September 13, 2017
The Chinese government, increasingly uneasy about virtual currency, is on the verge of shutting down the country’s bitcoin exchanges, say sources. The move comes as the government focuses on preventing capital from leaving to digital currencies. But if China, the world’s No. 2 economy, does indeed take this step, the market for cryptocurrencies, including all the new companies using it, will feel the impact. Of all the virtual currencies, bitcoin is the largest, since restrictions on it were loosened in Japan and elsewhere.
The Wall Street Journal notes that, “advancements in buying and selling” are also responsible for the uptick in bitcoin. CoinDesk reports that, after the ban was reported by Chinese news, bitcoin dipped 10 percent to $4,186, from above $4,600 days earlier. China, a “major hub for bitcoin,” where “more than 80 percent of global bitcoin activity took place in yuan,” is also a center for the creation of the algorithms that mine bitcoin.
According to sources, “China’s central bank together with other regulators has drafted instructions banning Chinese platforms from providing virtual-currency trading services.”
Up until now, China has “allowed bitcoin exchanges, such as BTCC, Huobi and OKCoin, to operate within the mainland for years,” but the new ban is seen as “part of a broader effort to root out risks to the country’s financial system.” What’s not clear is when the ban will go into effect.
Earlier this year, regulators “told at least one of the exchanges that the decision to shutter them has been made,” while another “said the order may take several months to implement.” Analysts say that virtual-currency activity is “moving off exchanges” to private trading.
Bloomberg reports that North Korea is “stepping up efforts to secure bitcoin and other cryptocurrencies” to get around new United National Security Council trade restrictions. Security researcher FireEye confirmed that North Korean hackers have launched three attacks on South Korean exchanges (one of which was successful), and also “breached an English-language bitcoin news website, and collected bitcoin ransom payments from global victims of the malware WannaCry.”

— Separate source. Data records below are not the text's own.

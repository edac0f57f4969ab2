//! Configuration handling
//!
//! Configuration is stored in `.minipm/config.toml` (project) and
//! `~/.config/minipm/config.toml` (global).

use std::fs;
use std::path::{Path, PathBuf};

use anyhow::{Context, Result};
use directories::ProjectDirs;
use serde::{Deserialize, Serialize};
use thiserror::Error;

#[derive(Debug, Error)]
pub enum ConfigError {
    #[error("Failed to parse configuration: {0}")]
    Parse(String),
}

/// Scheduling behavior
#[derive(Debug, Clone, Serialize, Deserialize)]
#[serde(default)]
pub struct ScheduleConfig {
    /// Write the computed order back onto stored tasks
    pub persist_order: bool,

    /// Schedule completed tasks along with open ones
    pub include_completed: bool,
}

impl Default for ScheduleConfig {
    fn default() -> Self {
        Self {
            persist_order: true,
            include_completed: true,
        }
    }
}

/// Project-level configuration
#[derive(Debug, Clone, Serialize, Deserialize, Default)]
#[serde(default)]
pub struct ProjectConfig {
    /// Scheduler settings
    pub schedule: ScheduleConfig,
}

/// Global user configuration
#[derive(Debug, Clone, Serialize, Deserialize, Default)]
#[serde(default)]
pub struct GlobalConfig {
    /// Default output format (text or json)
    pub default_format: OutputFormat,
}

/// Output format for commands
#[derive(Debug, Clone, Copy, Serialize, Deserialize, Default, PartialEq, Eq)]
#[serde(rename_all = "snake_case")]
pub enum OutputFormat {
    #[default]
    Text,
    Json,
}

/// Configuration of an open project
///
/// The global config is loaded separately by [`Config::load_global`].
#[derive(Debug, Clone)]
pub struct Config {
    pub project: ProjectConfig,
}

impl Config {
    /// Loads configuration for a specific project
    pub fn for_project(project_root: &Path) -> Result<Self> {
        let project = Self::load_project_config(project_root)?;
        Ok(Self { project })
    }

    /// Returns the global config directory
    pub fn global_config_dir() -> Option<PathBuf> {
        ProjectDirs::from("dev", "minipm", "minipm").map(|dirs| dirs.config_dir().to_path_buf())
    }

    /// Loads global configuration
    pub fn load_global() -> Result<GlobalConfig> {
        let config_dir = match Self::global_config_dir() {
            Some(dir) => dir,
            None => return Ok(GlobalConfig::default()),
        };

        let config_path = config_dir.join("config.toml");
        if !config_path.exists() {
            return Ok(GlobalConfig::default());
        }

        let content = fs::read_to_string(&config_path)
            .with_context(|| format!("Failed to read global config: {}", config_path.display()))?;

        toml::from_str(&content)
            .map_err(|e| ConfigError::Parse(e.to_string()))
            .context("Failed to parse global config")
    }

    /// Loads project configuration from a specific root
    fn load_project_config(project_root: &Path) -> Result<ProjectConfig> {
        let config_path = project_root.join(".minipm").join("config.toml");

        if !config_path.exists() {
            return Ok(ProjectConfig::default());
        }

        let content = fs::read_to_string(&config_path)
            .with_context(|| format!("Failed to read project config: {}", config_path.display()))?;

        toml::from_str(&content)
            .map_err(|e| ConfigError::Parse(e.to_string()))
            .context("Failed to parse project config")
    }

    /// Finds the project root by looking for `.minipm/` in the current directory or a parent
    pub fn find_project_root() -> Option<PathBuf> {
        let current = std::env::current_dir().ok()?;
        Self::find_project_root_from(&current)
    }

    /// Finds the project root starting from `start`
    pub fn find_project_root_from(start: &Path) -> Option<PathBuf> {
        start
            .ancestors()
            .find(|dir| dir.join(".minipm").is_dir())
            .map(Path::to_path_buf)
    }
}

#[cfg(test)]
mod tests {
    use super::*;
    use tempfile::TempDir;

    #[test]
    fn default_config() {
        let config = ProjectConfig::default();
        assert!(config.schedule.persist_order);
        assert!(config.schedule.include_completed);
        assert_eq!(GlobalConfig::default().default_format, OutputFormat::Text);
    }

    #[test]
    fn parse_project_config() {
        let toml = r#"
[schedule]
persist_order = false
"#;

        let config: ProjectConfig = toml::from_str(toml).unwrap();
        assert!(!config.schedule.persist_order);
        // Unset keys keep their defaults
        assert!(config.schedule.include_completed);
    }

    #[test]
    fn parse_global_config() {
        let config: GlobalConfig = toml::from_str(r#"default_format = "json""#).unwrap();
        assert_eq!(config.default_format, OutputFormat::Json);
    }

    #[test]
    fn find_project_root_from_subdirectory() {
        let dir = TempDir::new().unwrap();
        fs::create_dir_all(dir.path().join(".minipm")).unwrap();

        let sub_dir = dir.path().join("sub").join("dir");
        fs::create_dir_all(&sub_dir).unwrap();

        let root = Config::find_project_root_from(&sub_dir);
        assert_eq!(root.as_deref(), Some(dir.path()));
    }

    #[test]
    fn find_project_root_outside_project() {
        let dir = TempDir::new().unwrap();
        assert!(Config::find_project_root_from(dir.path()).is_none());
    }

    #[test]
    fn project_config_loaded_from_disk() {
        let dir = TempDir::new().unwrap();
        fs::create_dir_all(dir.path().join(".minipm")).unwrap();
        fs::write(
            dir.path().join(".minipm").join("config.toml"),
            "[schedule]\ninclude_completed = false\n",
        )
        .unwrap();

        let config = Config::for_project(dir.path()).unwrap();
        assert!(!config.project.schedule.include_completed);
        assert!(config.project.schedule.persist_order);
    }

    #[test]
    fn missing_project_config_uses_defaults() {
        let dir = TempDir::new().unwrap();
        let config = Config::for_project(dir.path()).unwrap();
        assert!(config.project.schedule.persist_order);
    }

    #[test]
    fn malformed_project_config_is_an_error() {
        let dir = TempDir::new().unwrap();
        fs::create_dir_all(dir.path().join(".minipm")).unwrap();
        fs::write(dir.path().join(".minipm").join("config.toml"), "[schedule\n").unwrap();

        assert!(Config::for_project(dir.path()).is_err());
    }
}
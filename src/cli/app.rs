//! Main CLI application structure

use std::path::PathBuf;

use anyhow::Result;
use clap::{Parser, Subcommand};

use super::output::{Output, OutputFormat};
use super::{schedule, task};
use crate::storage::{Config, Project};

#[derive(Parser)]
#[command(name = "minipm")]
#[command(author, version, about = "Local-first project tasks with dependency-aware scheduling")]
#[command(propagate_version = true)]
pub struct Cli {
    /// Output format (defaults to `default_format` from the global config)
    #[arg(long, short = 'f', global = true)]
    pub format: Option<OutputFormat>,

    /// Enable verbose output for debugging
    #[arg(long, short = 'v', global = true)]
    pub verbose: bool,

    #[command(subcommand)]
    pub command: Commands,
}

#[derive(Subcommand)]
pub enum Commands {
    /// Initialize a new project
    Init {
        /// Path to initialize (defaults to current directory)
        #[arg(default_value = ".")]
        path: String,
    },

    /// Manage tasks
    #[command(subcommand)]
    Task(task::TaskCommands),

    /// Compute a recommended task order and save it
    ///
    /// Orders tasks so every dependency comes first, preferring earlier due
    /// dates, then smaller estimates, then current position.
    Schedule {
        /// JSON file with tasks to schedule instead of the stored ones
        #[arg(long, short)]
        input: Option<PathBuf>,

        /// Print the order without saving it
        #[arg(long)]
        dry_run: bool,

        /// Order by due date and creation time only, ignoring dependencies
        #[arg(long, conflicts_with = "input")]
        by_deadline: bool,
    },
}

/// Main entry point for the CLI
pub fn run() -> Result<()> {
    let cli = Cli::parse();
    let format = match cli.format {
        Some(format) => format,
        None => Config::load_global()?.default_format.into(),
    };
    let output = Output::new(format, cli.verbose);

    output.verbose("minipm starting");

    match cli.command {
        Commands::Init { path } => {
            output.verbose_ctx("init", &format!("Initializing project at: {}", path));
            let project = Project::init(&path)?;
            output.verbose_ctx(
                "init",
                &format!("Created .minipm directory at: {}", project.project_dir().display()),
            );
            output.success(&format!("Initialized minipm project at {}", project.root().display()));
        }

        Commands::Task(cmd) => task::run(cmd, &output)?,

        Commands::Schedule {
            input,
            dry_run,
            by_deadline,
        } => {
            output.verbose_ctx(
                "schedule",
                &format!(
                    "input={:?}, dry_run={}, by_deadline={}",
                    input, dry_run, by_deadline
                ),
            );
            if by_deadline {
                schedule::by_deadline(&output, dry_run)?
            } else {
                schedule::run(&output, input.as_deref(), dry_run)?
            }
        }
    }

    output.verbose("Command completed successfully");
    Ok(())
}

“We definitely see sanctions being a big lever driving this sort of activity,” said FireEye researcher Luke McNamara. “They probably see it as a very low-cost solution to bring in hard cash.” The targeted South Korean exchange, Yapizon, lost more than 3,800 bitcoins, valued at $14 million at current rates.
The International Cyber Policy Centre at the Australian Strategic Policy Institute says that North Korea’s Reconnaissance General Bureau, which handles cyber operations is staffed by “an estimated 6,000 officers.” South Korea is a handy target, not just because of proximity and language, “but because the country has become one of the busiest trading hubs for cryptocurrencies this year.”